Dass die geplanten Änderungen gravierend sein müssen, damit dies gelingen kann, ist Pereira wohl bewusst. Wesentlich lieber als über die Aktualitäten im Klub spricht der 48-Jährige daher über sich selbst. Die Geschichte vom Youtube-Video der Pressekonferenz bei Al-Ahli in Saudi-Arabien, als er sich vom dortigen Pressesprecher den Mund nicht verbieten lassen wollte und auf Englisch ausrastete ("I talk about what I want!"), zaubert ihm ein Lächeln ins sowieso freundliche Gesicht. Er findet das oft geklickte Witzvideo nämlich gut, er findet, dass es viel über ihn aussagt. "Ich denke taktisch und strategisch, aber ich bin sehr emotional", sagt er, "wenn man großen Druck hat und dann in so eine Situation kommt, ist diese Reaktion normal." Und auch ein anderes bekanntes Video, auf dem er in Istanbul durch die Kabine tänzelt, gefällt ihm: "Wenn mein Team wundervollen Fußball spielt, bin ich glücklich. Und wenn ich glücklich bin, tanze ich."

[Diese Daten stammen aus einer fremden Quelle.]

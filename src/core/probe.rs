use crate::core::{ConfigProvider, RepoLookup};
use crate::domain::model::{RepoInfo, RepoStatus, StatusRecord};
use crate::utils::error::Result;
use async_trait::async_trait;
use reqwest::header::ACCEPT;
use reqwest::{Client, StatusCode};
use std::time::Duration;

const USER_AGENT: &str = concat!("spark-network/", env!("CARGO_PKG_VERSION"));

/// `RepoLookup` against the GitHub REST API.
pub struct GithubLookup {
    client: Client,
    api_root: String,
    owner: String,
    token: Option<String>,
}

impl GithubLookup {
    pub fn new(
        api_root: &str,
        owner: &str,
        token: Option<String>,
        timeout: Duration,
    ) -> Result<Self> {
        let client = Client::builder()
            .user_agent(USER_AGENT)
            .timeout(timeout)
            .build()?;

        Ok(Self {
            client,
            api_root: api_root.trim_end_matches('/').to_string(),
            owner: owner.to_string(),
            token: token.filter(|t| !t.is_empty()),
        })
    }

    pub fn from_config<C: ConfigProvider>(config: &C) -> Result<Self> {
        Self::new(
            config.api_root(),
            config.owner(),
            config.token().map(str::to_string),
            config.request_timeout(),
        )
    }

    pub fn repo_url(&self, name: &str) -> String {
        format!("{}/repos/{}/{}", self.api_root, self.owner, name)
    }

    pub fn is_authenticated(&self) -> bool {
        self.token.is_some()
    }
}

#[async_trait]
impl RepoLookup for GithubLookup {
    async fn fetch(&self, name: &str) -> Result<Option<RepoInfo>> {
        let url = self.repo_url(name);

        let mut request = self
            .client
            .get(&url)
            .header(ACCEPT, "application/vnd.github+json");
        if let Some(token) = &self.token {
            request = request.bearer_auth(token);
        }

        let response = request.send().await?;
        tracing::debug!("GET {} -> {}", url, response.status());

        if response.status() != StatusCode::OK {
            return Ok(None);
        }

        let info: RepoInfo = response.json().await?;
        Ok(Some(info))
    }
}

/// Turns lookups into `StatusRecord`s. Never fails: every error becomes `NotFound`.
pub struct StatusProbe<L: RepoLookup> {
    lookup: L,
    owner: String,
}

impl<L: RepoLookup> StatusProbe<L> {
    pub fn new(lookup: L, owner: &str) -> Self {
        Self {
            lookup,
            owner: owner.to_string(),
        }
    }

    pub async fn probe(&self, name: &str) -> StatusRecord {
        match self.lookup.fetch(name).await {
            Ok(Some(info)) => StatusRecord::Found(normalize(&self.owner, name, info)),
            Ok(None) => StatusRecord::NotFound,
            Err(e) => {
                tracing::debug!("lookup for {} failed, treating as missing: {}", name, e);
                StatusRecord::NotFound
            }
        }
    }
}

pub fn pages_url(owner: &str, name: &str) -> String {
    format!("https://{}.github.io/{}/", owner, name)
}

pub fn normalize(owner: &str, name: &str, info: RepoInfo) -> RepoStatus {
    let has_pages = info.has_pages.unwrap_or(false);

    RepoStatus {
        has_pages,
        updated: info
            .updated_at
            .map(|ts| ts.chars().take(10).collect())
            .unwrap_or_default(),
        size: info.size.unwrap_or(0),
        language: info
            .language
            .filter(|l| !l.is_empty())
            .unwrap_or_else(|| "None".to_string()),
        url: info.html_url.unwrap_or_default(),
        pages_url: has_pages.then(|| pages_url(owner, name)),
    }
}

#[cfg(test)]
mod tests {
    use super::*;
    use httpmock::prelude::*;

    const OWNER: &str = "pewpi-infinity";

    fn lookup(server: &MockServer, token: Option<&str>) -> GithubLookup {
        GithubLookup::new(
            &server.base_url(),
            OWNER,
            token.map(str::to_string),
            Duration::from_secs(5),
        )
        .unwrap()
    }

    #[tokio::test]
    async fn test_found_repo_is_normalized() {
        let server = MockServer::start();
        let api_mock = server.mock(|when, then| {
            when.method(GET)
                .path("/repos/pewpi-infinity/infinity-spark-hub");
            then.status(200)
                .header("Content-Type", "application/json")
                .json_body(serde_json::json!({
                    "name": "infinity-spark-hub",
                    "has_pages": true,
                    "updated_at": "2025-03-14T09:26:53Z",
                    "size": 421,
                    "language": "JavaScript",
                    "html_url": "https://github.com/pewpi-infinity/infinity-spark-hub",
                    "stargazers_count": 3
                }));
        });

        let probe = StatusProbe::new(lookup(&server, None), OWNER);
        let record = probe.probe("infinity-spark-hub").await;

        api_mock.assert();
        match record {
            StatusRecord::Found(status) => {
                assert!(status.has_pages);
                assert_eq!(status.updated, "2025-03-14");
                assert_eq!(status.size, 421);
                assert_eq!(status.language, "JavaScript");
                assert_eq!(
                    status.url,
                    "https://github.com/pewpi-infinity/infinity-spark-hub"
                );
                assert_eq!(
                    status.pages_url.as_deref(),
                    Some("https://pewpi-infinity.github.io/infinity-spark-hub/")
                );
            }
            StatusRecord::NotFound => panic!("expected Found"),
        }
    }

    #[tokio::test]
    async fn test_no_pages_means_no_pages_url() {
        let server = MockServer::start();
        server.mock(|when, then| {
            when.method(GET).path("/repos/pewpi-infinity/infinity-spark-lab");
            then.status(200).json_body(serde_json::json!({
                "has_pages": false,
                "updated_at": "2024-11-01T00:00:00Z",
                "size": 7,
                "language": "Python",
                "html_url": "https://github.com/pewpi-infinity/infinity-spark-lab"
            }));
        });

        let probe = StatusProbe::new(lookup(&server, None), OWNER);
        let StatusRecord::Found(status) = probe.probe("infinity-spark-lab").await else {
            panic!("expected Found");
        };
        assert!(!status.has_pages);
        assert!(status.pages_url.is_none());
    }

    #[tokio::test]
    async fn test_missing_fields_get_defaults() {
        let server = MockServer::start();
        server.mock(|when, then| {
            when.method(GET).path("/repos/pewpi-infinity/infinity-spark-mint");
            then.status(200).json_body(serde_json::json!({
                "language": null,
                "updated_at": null,
                "html_url": "https://github.com/pewpi-infinity/infinity-spark-mint"
            }));
        });

        let probe = StatusProbe::new(lookup(&server, None), OWNER);
        let StatusRecord::Found(status) = probe.probe("infinity-spark-mint").await else {
            panic!("expected Found");
        };
        assert_eq!(status.language, "None");
        assert_eq!(status.updated, "");
        assert_eq!(status.size, 0);
        assert!(!status.has_pages);
    }

    #[tokio::test]
    async fn test_not_found_and_server_errors_collapse() {
        let server = MockServer::start();
        server.mock(|when, then| {
            when.method(GET).path("/repos/pewpi-infinity/gone");
            then.status(404)
                .json_body(serde_json::json!({"message": "Not Found"}));
        });
        server.mock(|when, then| {
            when.method(GET).path("/repos/pewpi-infinity/broken");
            then.status(500);
        });
        server.mock(|when, then| {
            when.method(GET).path("/repos/pewpi-infinity/garbled");
            then.status(200).body("<html>not json</html>");
        });

        let probe = StatusProbe::new(lookup(&server, None), OWNER);
        assert_eq!(probe.probe("gone").await, StatusRecord::NotFound);
        assert_eq!(probe.probe("broken").await, StatusRecord::NotFound);
        assert_eq!(probe.probe("garbled").await, StatusRecord::NotFound);
    }

    #[tokio::test]
    async fn test_timeout_collapses_to_not_found() {
        let server = MockServer::start();
        server.mock(|when, then| {
            when.method(GET).path("/repos/pewpi-infinity/slow");
            then.status(200)
                .delay(Duration::from_millis(800))
                .json_body(serde_json::json!({"has_pages": true}));
        });

        let lookup = GithubLookup::new(
            &server.base_url(),
            OWNER,
            None,
            Duration::from_millis(100),
        )
        .unwrap();
        let probe = StatusProbe::new(lookup, OWNER);

        assert_eq!(probe.probe("slow").await, StatusRecord::NotFound);
    }

    #[tokio::test]
    async fn test_unreachable_host_collapses_to_not_found() {
        let lookup = GithubLookup::new(
            "http://127.0.0.1:1",
            OWNER,
            None,
            Duration::from_millis(500),
        )
        .unwrap();
        let probe = StatusProbe::new(lookup, OWNER);

        assert_eq!(probe.probe("anything").await, StatusRecord::NotFound);
    }

    #[tokio::test]
    async fn test_bearer_token_sent_when_configured() {
        let server = MockServer::start();
        let api_mock = server.mock(|when, then| {
            when.method(GET)
                .path("/repos/pewpi-infinity/infinity-spark")
                .header("Authorization", "Bearer s3cret")
                .header_exists("User-Agent");
            then.status(200).json_body(serde_json::json!({"html_url": "x"}));
        });

        let lookup = lookup(&server, Some("s3cret"));
        assert!(lookup.is_authenticated());
        let probe = StatusProbe::new(lookup, OWNER);

        assert!(probe.probe("infinity-spark").await.exists());
        api_mock.assert();
    }

    #[tokio::test]
    async fn test_empty_token_means_unauthenticated() {
        let server = MockServer::start();
        let authed_mock = server.mock(|when, then| {
            when.method(GET)
                .path("/repos/pewpi-infinity/infinity-spark")
                .header_exists("Authorization");
            then.status(500);
        });
        let api_mock = server.mock(|when, then| {
            when.method(GET).path("/repos/pewpi-infinity/infinity-spark");
            then.status(200).json_body(serde_json::json!({"html_url": "x"}));
        });

        let lookup = lookup(&server, Some(""));
        assert!(!lookup.is_authenticated());
        let probe = StatusProbe::new(lookup, OWNER);

        assert!(probe.probe("infinity-spark").await.exists());
        api_mock.assert();
        authed_mock.assert_hits(0);
    }

    #[test]
    fn test_repo_url_trims_trailing_slash() {
        let lookup = GithubLookup::new(
            "https://api.github.com/",
            OWNER,
            None,
            Duration::from_secs(5),
        )
        .unwrap();
        assert_eq!(
            lookup.repo_url("infinity-spark"),
            "https://api.github.com/repos/pewpi-infinity/infinity-spark"
        );
    }
}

1860 ist "ein besonderes Baby"

Wie schnell er bei Sechzig glücklich wird, weiß Pereira selbst nicht. "Wir beginnen jetzt, eine neue Idee in die Gehirne zu implementieren. Ich will guten, intelligenten und aggressiven Fußball sehen", sagt er. "Ein Trainer baut während seiner Karriere eine Spielidee. Wenn man in einen neuen Klub kommt, muss man sie adaptieren." Er wartet ab, wie sie sich mit dem Kader der Löwen umsetzen lässt: "Wenn das Team sich mit aggressivem Spiel gut fühlt, spielen wir so. Aber es muss auch eine eigene Intelligenz haben, autonom sein, eigenständig entscheiden."

Warum ihn wundervoller Fußball glücklich macht? "Weil ich Fußball liebe. Wenn ich ein neues Team habe, ist es wie ein neues Baby im Arm", sagt Pereira, der drei Kinder im Alter von 14, 17 und 20 Jahren hat. "Ich will ihm zuschauen, wie es aufwächst. Es vorbereiten auf die Schwierigkeiten der Welt und es unterstützen." Dass Sechzig durchaus "ein besonderes Baby" ist, ist ihm allerdings auch schon aufgefallen.

Dann verabschiedet sich Pereira. Er hat sich als einer vorgestellt, der das Leben liebt, sich selbst und vor allem: den Fußball. Es ist wohl doch nicht als Erinnerungshilfe gemeint, als er sein Schlusswort spricht: "Ich bin Vitor Pereira."